Apesar do nível de devastação, os números indicam que grande parte dos animais morre sem conseguir socorro. Biólogos e veterinários voluntários que realizam o trabalho de resgate relataram ao g1 que, devido à extensão da destruição, muitos bichos acabam morrendo porque ficam sem locais de escape ou refúgio.
Incêndio ainge uma área da Estação Ecológica Jataí, maior reserva de cerrado do estado de SP
Gabinete de Crise do Governo de SP
A médica veterinária Maria Ângela Panelli, conhecida por sua atuação na recuperação de animais vítimas de maus-tratos ou desastres ambientais, frequentemente trabalha em períodos de queimadas. Neste ano, no entanto, tem recebido menos bichos do que o esperado, devido à intensidade e à frequência dos incêndios.
“Por incrível que pareça, não estão chegando muitos animais. Eu até perguntei para a polícia o motivo, porque estava esperando um grande número, como no ano passado. Eles me disseram que as queimadas foram tão intensas que muitos animais morreram antes mesmo de terem tempo de ser socorridos”, relata.

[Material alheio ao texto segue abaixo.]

//! Performance benchmarks for shelf-engine

use criterion::{black_box, criterion_group, criterion_main, BenchmarkId, Criterion};
use shelf_engine::{generate, import, query, Field, RecordStore, SortOrder, ViewState};

fn bench_store_operations(c: &mut Criterion) {
    let mut group = c.benchmark_group("store_operations");

    group.bench_function("load_10k", |b| {
        let books = generate::generate_synthetic(10_000);
        b.iter(|| {
            let mut store = RecordStore::new();
            store.load(black_box(books.clone()))
        })
    });

    group.bench_function("edit", |b| {
        let mut store = RecordStore::new();
        store.load(generate::generate_synthetic(10_000)).unwrap();
        let mut id = 0u64;

        b.iter(|| {
            id = id % 10_000 + 1;
            store.edit(black_box(id), Field::Title, "Edited")
        })
    });

    group.bench_function("reset_10k", |b| {
        let mut store = RecordStore::new();
        store.load(generate::generate_synthetic(10_000)).unwrap();

        b.iter(|| store.reset())
    });

    group.finish();
}

fn bench_queries(c: &mut Criterion) {
    let mut group = c.benchmark_group("queries");

    for size in [1_000, 10_000, 50_000].iter() {
        let books = generate::generate_synthetic(*size);

        group.bench_with_input(BenchmarkId::new("filter_search", size), &books, |b, books| {
            b.iter(|| query::filter(black_box(books), "castle", ""))
        });

        group.bench_with_input(BenchmarkId::new("sort_title", size), &books, |b, books| {
            let all = query::filter(books, "", "");
            b.iter(|| query::sort(black_box(&all), Some(Field::Title), SortOrder::Desc))
        });

        group.bench_with_input(BenchmarkId::new("render_view", size), &books, |b, books| {
            let mut state = ViewState::new();
            state.set_genre("Fantasy");
            state.set_sort_field(Some(Field::PublishedYear));
            b.iter(|| state.render(black_box(books), 50).page.total_items)
        });
    }

    group.finish();
}

fn bench_csv(c: &mut Criterion) {
    let mut group = c.benchmark_group("csv");

    for size in [100, 1_000, 10_000].iter() {
        let books = generate::generate_synthetic(*size);
        let text = import::to_csv_string(&import::export_rows(&books)).unwrap();

        group.bench_with_input(BenchmarkId::new("export", size), &books, |b, books| {
            b.iter(|| import::to_csv_string(&import::export_rows(black_box(books))))
        });

        group.bench_with_input(BenchmarkId::new("import", size), &text, |b, text| {
            b.iter(|| import::import_csv(black_box(text.as_bytes())))
        });
    }

    group.finish();
}

criterion_group!(benches, bench_store_operations, bench_queries, bench_csv);
criterion_main!(benches);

Macaco tratado pela veterinária Maria Ângela Panelli durante as queimadas
Arquivo Pessoal
A produtora rural Edlaine Ramos Vilela, proprietária da Fazenda Buritiz, em Pedregulho (SP), descreve um cenário catastrófico em sua propriedade, que tem 60% de sua área composta por reservas ambientais.
“Ainda não consegui acessar todo o lugar, pois as árvores ainda estão fumegando. Estamos com medo de entrar, é perigoso. Vi tamanduá e lobo-guará mortos, que tentaram se refugiar, e uma ave pegando fogo, mas não deu para identificar qual era. Ainda não deu para ver tudo, mas a quantidade de animais mortos deve ser absurda”, diz.
Atuação dos voluntários
Durante o período crítico dos incêndios, diversas clínicas veterinárias e profissionais atuaram como voluntários, entretanto, a demanda foi menor do que a esperada.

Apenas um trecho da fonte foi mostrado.